Lorsqu'une forte tension est appliquée et que l'énergie de Fermi du graphène est abaissée, les états électroniques de plus haute énergie sont vidés de la bande remplie. Des électrons fortement excités par les photons entrants, assez pour sauter à la bande non remplie, trouver ainsi des chances supplémentaires de se replier sur les états désormais vacants dans ce qui était la bande remplie. Mais ces électrons "chauds" ne peuvent retomber que s'ils émettent un photon de la bonne fréquence. La luminescence des électrons chauds observée par les chercheurs a une intensité intégrée cent fois plus forte que la diffusion Raman.
La route prise
Le poète Robert Frost a écrit qu'il arrivait sur deux routes qui divergeaient dans un bois, et regrettait de ne pouvoir voyager tous les deux. Non seulement les processus quantiques peuvent emprunter les deux chemins à la fois, ils peuvent s'immiscer en le faisant.

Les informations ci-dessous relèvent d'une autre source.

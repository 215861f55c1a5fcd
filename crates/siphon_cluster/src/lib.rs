//! Cluster model shared by the siphon ingestion engine and its collaborators.
//!
//! The streamer engine in the `siphon` crate is deliberately ignorant of how
//! membership is tracked or how bytes move between processes. This crate
//! defines the seams it talks through: node/topology identifiers, the wire
//! messages, receiver descriptors, the [`Topology`] and [`Transport`] traits,
//! and in-process reference implementations ([`StaticTopology`],
//! [`ChannelTransport`]) used for embedded single-process deployments and
//! tests.

pub mod codec;
pub mod message;
pub mod receiver;
pub mod topology;
pub mod transport;
mod types;

pub use codec::{CodecError, JsonCodec, WireCodec};
pub use message::{
    stream_topic, DeployMode, DeploymentMeta, RemoteError, StreamRequest, StreamResponse,
    STREAM_REQUEST_TOPIC,
};
pub use receiver::{LocalApply, StreamReceiver};
pub use topology::{ClusterEvent, StaticTopology, Topology};
pub use transport::{ChannelTransport, InboundRequest, ResponseHandler, SendError, Transport};
pub use types::{Entry, NodeId, TopologyVersion};
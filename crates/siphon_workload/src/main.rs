//! Workload driver: streams generated entries through an in-process
//! cluster and reports throughput.
//!
//! Node tasks apply the receiver semantics against plain in-memory maps, so
//! the run exercises the full streamer path (routing, batching, permits,
//! acknowledgments) without any network.

use std::collections::HashMap;
use std::sync::{Arc, Mutex};
use std::time::{Duration, Instant};

use anyhow::Context;
use clap::Parser;
use rand::rngs::StdRng;
use rand::{Rng, SeedableRng};
use tokio::sync::mpsc;

use siphon::{ClusterServices, Streamer, StreamerConfig};
use siphon_cluster::{
    ChannelTransport, Entry, InboundRequest, JsonCodec, NodeId, StaticTopology, StreamReceiver,
    StreamResponse, WireCodec,
};

#[derive(Parser, Debug)]
#[command(name = "siphon-workload", about = "Stream entries through an in-process cluster")]
struct Args {
    /// Number of server nodes in the simulated cluster.
    #[arg(long, default_value_t = 3)]
    nodes: usize,
    /// Owners per key, primary included.
    #[arg(long, default_value_t = 2)]
    replication: usize,
    /// Total entries to stream.
    #[arg(long, default_value_t = 100_000)]
    entries: usize,
    /// Distinct keys in the generated keyspace.
    #[arg(long, default_value_t = 10_000)]
    keys: usize,
    /// Value payload size in bytes.
    #[arg(long, default_value_t = 64)]
    value_size: usize,
    /// Entries buffered per destination before a batch is submitted.
    #[arg(long, default_value_t = 512)]
    buf_size: usize,
    /// In-flight batches allowed per destination.
    #[arg(long, default_value_t = 8)]
    parallel_ops: usize,
    /// Use the overwriting per-entry receiver instead of the isolated one.
    #[arg(long)]
    overwrite: bool,
    /// RNG seed; zero picks a random one.
    #[arg(long, default_value_t = 0)]
    seed: u64,
}

/// One simulated server node applying batches against an in-memory map.
struct ServerNode {
    store: Arc<Mutex<HashMap<Vec<u8>, Vec<u8>>>>,
}

impl ServerNode {
    fn spawn(
        node: NodeId,
        transport: Arc<ChannelTransport>,
        mut inbound: mpsc::UnboundedReceiver<InboundRequest>,
    ) -> Arc<Mutex<HashMap<Vec<u8>, Vec<u8>>>> {
        let server = ServerNode {
            store: Arc::new(Mutex::new(HashMap::new())),
        };
        let store = server.store.clone();
        let codec = JsonCodec::new();
        tokio::spawn(async move {
            while let Some(req) = inbound.recv().await {
                let receiver = codec
                    .decode_receiver(&req.request.receiver)
                    .unwrap_or(StreamReceiver::Isolated);
                server.apply(&receiver, req.request.entries);
                let topic = req.request.response_topic.clone();
                transport.respond(&topic, node, StreamResponse::ok(req.request.request_id));
            }
        });
        store
    }

    fn apply(&self, receiver: &StreamReceiver, entries: Vec<Entry>) {
        let mut store = self.store.lock().unwrap();
        for entry in entries {
            match entry.value {
                None => {
                    store.remove(&entry.key);
                }
                Some(value) => {
                    if receiver.overwrites() {
                        store.insert(entry.key, value);
                    } else {
                        store.entry(entry.key).or_insert(value);
                    }
                }
            }
        }
    }
}

#[tokio::main]
async fn main() -> anyhow::Result<()> {
    tracing_subscriber::fmt()
        .with_env_filter(
            tracing_subscriber::EnvFilter::try_from_default_env()
                .unwrap_or_else(|_| "info".into()),
        )
        .init();

    let args = Args::parse();
    anyhow::ensure!(args.nodes > 0, "--nodes must be > 0");
    anyhow::ensure!(args.keys > 0, "--keys must be > 0");
    anyhow::ensure!(args.value_size > 0, "--value-size must be > 0");

    let seed = if args.seed == 0 {
        rand::thread_rng().gen()
    } else {
        args.seed
    };
    let mut rng = StdRng::seed_from_u64(seed);

    // Client id lives outside the member range.
    let client: NodeId = 0;
    let members: Vec<NodeId> = (1..=args.nodes as NodeId).collect();
    let topology = Arc::new(StaticTopology::new(
        client,
        members.clone(),
        args.replication,
    ));
    let transport = ChannelTransport::new(client);

    let mut stores = Vec::with_capacity(members.len());
    for &node in &members {
        let inbound = transport.register_node(node);
        stores.push(ServerNode::spawn(node, transport.clone(), inbound));
    }

    let config = StreamerConfig::new("workload")
        .buf_size(args.buf_size)
        .parallel_ops(args.parallel_ops)
        .receiver(if args.overwrite {
            StreamReceiver::Individual
        } else {
            StreamReceiver::Isolated
        });
    let streamer = Streamer::new(
        config,
        ClusterServices::new(topology, transport, Arc::new(JsonCodec::new())),
    )
    .context("failed to build streamer")?;

    tracing::info!(
        nodes = args.nodes,
        replication = args.replication,
        entries = args.entries,
        seed,
        "starting workload"
    );

    let start = Instant::now();
    let mut last_fut = None;
    for i in 0..args.entries {
        let key = format!("k{}", rng.gen_range(0..args.keys)).into_bytes();
        let mut value = vec![0u8; args.value_size];
        value[..8.min(args.value_size)]
            .copy_from_slice(&(i as u64).to_be_bytes()[..8.min(args.value_size)]);
        last_fut = Some(streamer.add(key, value).await?);
    }
    streamer.flush().await?;
    if let Some(fut) = last_fut {
        fut.wait().await?;
    }
    let elapsed = start.elapsed().max(Duration::from_millis(1));

    let stats = streamer.stats();
    let stored: usize = stores.iter().map(|s| s.lock().unwrap().len()).sum();
    tracing::info!(
        elapsed_ms = elapsed.as_millis() as u64,
        entries_per_sec = (args.entries as f64 / elapsed.as_secs_f64()) as u64,
        batches = stats.batches_submitted,
        acked = stats.batches_acked,
        remaps = stats.remaps,
        stored_rows = stored,
        "workload finished"
    );

    streamer.close(false).await?;
    Ok(())
}
impl Streamer {
    /// Build a streamer and register it with the transport and topology
    /// event stream. Must be called from within a tokio runtime.
    pub fn new(config: StreamerConfig, services: ClusterServices) -> Result<Self, StreamError> {
        config.validate()?;
        let response_topic = stream_topic(services.topology.local_node());
        let shared = Arc::new(StreamerShared {
            cache_name: config.cache_name,
            topology: services.topology,
            transport: services.transport,
            codec: services.codec,
            local_apply: services.local_apply,
            response_topic: response_topic.clone(),
            buf_size: AtomicUsize::new(config.buf_size),
            parallel_ops: AtomicUsize::new(config.parallel_ops),
            max_remap: AtomicU32::new(config.max_remap),
            skip_store: AtomicBool::new(config.skip_store),
            receiver: RwLock::new(config.receiver),
            receiver_bytes: Mutex::new(None),
            deployment: RwLock::new(config.deployment),
            cancelled: AtomicBool::new(false),
            disconnected: Mutex::new(None),
            stats: Arc::new(StreamerStats::default()),
            overwrite_warned: AtomicBool::new(false),
        });
        let flush_scheduler = services
            .flush_scheduler
            .unwrap_or_else(FlushScheduler::new);
        let inner = Arc::new(StreamerInner {
            shared: shared.clone(),
            bufs: RwLock::new(HashMap::new()),
            active_ops: Mutex::new(HashMap::new()),
            next_op_id: AtomicU64::new(0),
            busy: AsyncRwLock::new(()),
            closed: AtomicBool::new(false),
            completion: Arc::new(Completion::new()),
            last_flush: Mutex::new(Instant::now()),
            auto_flush_interval: Mutex::new(Duration::ZERO),
            flush_scheduler,
            event_task: Mutex::new(None),
        });

        shared.transport.add_response_handler(
            response_topic,
            Arc::new(ResponseDispatch {
                inner: Arc::downgrade(&inner),
            }),
        );
        let events = shared.topology.events();
        let task = tokio::spawn(event_loop(Arc::downgrade(&inner), events));
        *inner.event_task.lock().unwrap() = Some(task);

        let streamer = Self { inner };
        if !config.auto_flush_interval.is_zero() {
            streamer.set_auto_flush_interval(config.auto_flush_interval);
        }
        Ok(streamer)
    }

    pub fn cache_name(&self) -> &str {
        &self.inner.shared.cache_name
    }

    /// Stream one upsert. Resolves when every owning node acknowledged it.
    pub async fn add(
        &self,
        key: impl Into<Vec<u8>>,
        value: impl Into<Vec<u8>>,
    ) -> Result<StreamFuture, StreamError> {
        self.inner.ingest(vec![Entry::put(key, value)]).await
    }

    /// Stream a batch of upserts.
    pub async fn add_all(
        &self,
        pairs: impl IntoIterator<Item = (Vec<u8>, Vec<u8>)>,
    ) -> Result<StreamFuture, StreamError> {
        let entries = pairs
            .into_iter()
            .map(|(key, value)| Entry::put(key, value))
            .collect();
        self.inner.ingest(entries).await
    }

    /// Stream a mixed batch of upserts and removals.
    pub async fn add_entries(&self, entries: Vec<Entry>) -> Result<StreamFuture, StreamError> {
        self.inner.ingest(entries).await
    }

    /// Stream one removal.
    pub async fn remove(&self, key: impl Into<Vec<u8>>) -> Result<StreamFuture, StreamError> {
        self.inner.ingest(vec![Entry::remove(key)]).await
    }

    /// Drain every buffer and wait until all prior operations resolved.
    pub async fn flush(&self) -> Result<(), StreamError> {
        let _busy = self.inner.enter_busy().await?;
        self.inner.do_flush().await
    }

    /// Best-effort drain: submit what has accumulated without waiting for
    /// acknowledgments. A closed streamer is a no-op.
    pub async fn try_flush(&self) -> Result<(), StreamError> {
        self.inner.try_flush().await
    }

    /// Close the streamer. `cancel=false` performs a final drain;
    /// `cancel=true` aborts in-flight batches and resolves every pending
    /// operation with a cancellation error. Idempotent.
    pub async fn close(&self, cancel: bool) -> Result<(), StreamError> {
        self.inner.close_ex(cancel, None).await
    }

    /// Terminal future of the streamer, completed by close (or disconnect).
    pub fn completion(&self) -> StreamFuture {
        StreamFuture {
            completion: self.inner.completion.clone(),
        }
    }

    pub fn stats(&self) -> StatsSnapshot {
        self.inner.shared.stats.snapshot()
    }

    pub fn buf_size(&self) -> usize {
        self.inner.shared.buf_size()
    }

    /// Per-destination batch size. Applies to batches formed after the call.
    pub fn set_buf_size(&self, buf_size: usize) -> Result<(), StreamError> {
        if buf_size == 0 {
            return Err(StreamError::InvalidInput("buf_size must be > 0"));
        }
        self.inner.shared.buf_size.store(buf_size, Ordering::Relaxed);
        Ok(())
    }

    pub fn parallel_ops(&self) -> usize {
        self.inner.shared.parallel_ops()
    }

    /// Per-destination in-flight batch limit. Buffers created after the
    /// call pick up the new value; existing buffers keep their window.
    pub fn set_parallel_ops(&self, parallel_ops: usize) -> Result<(), StreamError> {
        if parallel_ops == 0 {
            return Err(StreamError::InvalidInput("parallel_ops must be > 0"));
        }
        self.inner
            .shared
            .parallel_ops
            .store(parallel_ops, Ordering::Relaxed);
        Ok(())
    }

    pub fn skip_store(&self) -> bool {
        self.inner.shared.skip_store()
    }

    pub fn set_skip_store(&self, skip_store: bool) {
        self.inner
            .shared
            .skip_store
            .store(skip_store, Ordering::Relaxed);
    }

    pub fn max_remap(&self) -> u32 {
        self.inner.shared.max_remap()
    }

    pub fn set_max_remap(&self, max_remap: u32) {
        self.inner
            .shared
            .max_remap
            .store(max_remap, Ordering::Relaxed);
    }

    pub fn receiver(&self) -> StreamReceiver {
        self.inner.shared.receiver()
    }

    /// Replace the receiver applied server-side. Invalidates the marshalled
    /// receiver cache; batches formed after the call carry the new one.
    pub fn set_receiver(&self, receiver: StreamReceiver) {
        self.inner.shared.set_receiver(receiver);
    }

    pub fn allow_overwrite(&self) -> bool {
        self.inner.shared.receiver().overwrites()
    }

    /// Switch between the isolated (write-if-absent) and individual
    /// (overwriting) receivers. Requires at least one server node hosting
    /// the cache, so the switch is observed by a live topology.
    pub fn set_allow_overwrite(&self, allow: bool) -> Result<(), StreamError> {
        if allow == self.allow_overwrite() {
            return Ok(());
        }
        let shared = &self.inner.shared;
        if shared.topology.cache_nodes(&shared.cache_name).is_empty() {
            return Err(StreamError::TopologyEmpty {
                cache_name: shared.cache_name.clone(),
            });
        }
        shared.set_receiver(if allow {
            StreamReceiver::Individual
        } else {
            StreamReceiver::Isolated
        });
        Ok(())
    }

    pub fn auto_flush_interval(&self) -> Duration {
        *self.inner.auto_flush_interval.lock().unwrap()
    }

    /// Periodic best-effort flushing. Zero deregisters.
    pub fn set_auto_flush_interval(&self, interval: Duration) {
        let inner = &self.inner;
        {
            let mut current = inner.auto_flush_interval.lock().unwrap();
            if *current == interval {
                return;
            }
            *current = interval;
        }
        if interval.is_zero() {
            inner.flush_scheduler.deregister(inner);
        } else {
            inner.flush_scheduler.register(inner, interval);
        }
    }
}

L'équipe de recherche, travaillant à l'UC Berkeley et à la source lumineuse avancée de Berkeley Lab, a montré que la diffusion inélastique de la lumière peut être contrôlée en contrôlant les interférences entre les états intermédiaires entre l'absorption et l'émission des photons. La manipulation de cette interférence a permis de nouveaux types de contrôle quantique des réactions chimiques, ainsi que des états « spintroniques », dans lequel ce n'est pas la charge mais les spins quantiques des électrons qui sont affectés. La diffusion Raman fortement améliorée peut être une aubaine pour la recherche sur les matériaux à l'échelle nanométrique. La luminescence chaude est potentiellement attractive pour l'optoélectronique et la recherche biologique, dans lesquelles les balises dans le proche infrarouge – même faibles – pourraient être très utiles.
"De même le phénomène de luminescence électronique chaude, car il suit immédiatement l'excitation par un laser sonde, pourrait devenir un outil de recherche précieux, " dit Wang, "notamment pour l'étude de la dynamique des électrons ultrarapides, l'une des principales caractéristiques inhabituelles du graphène."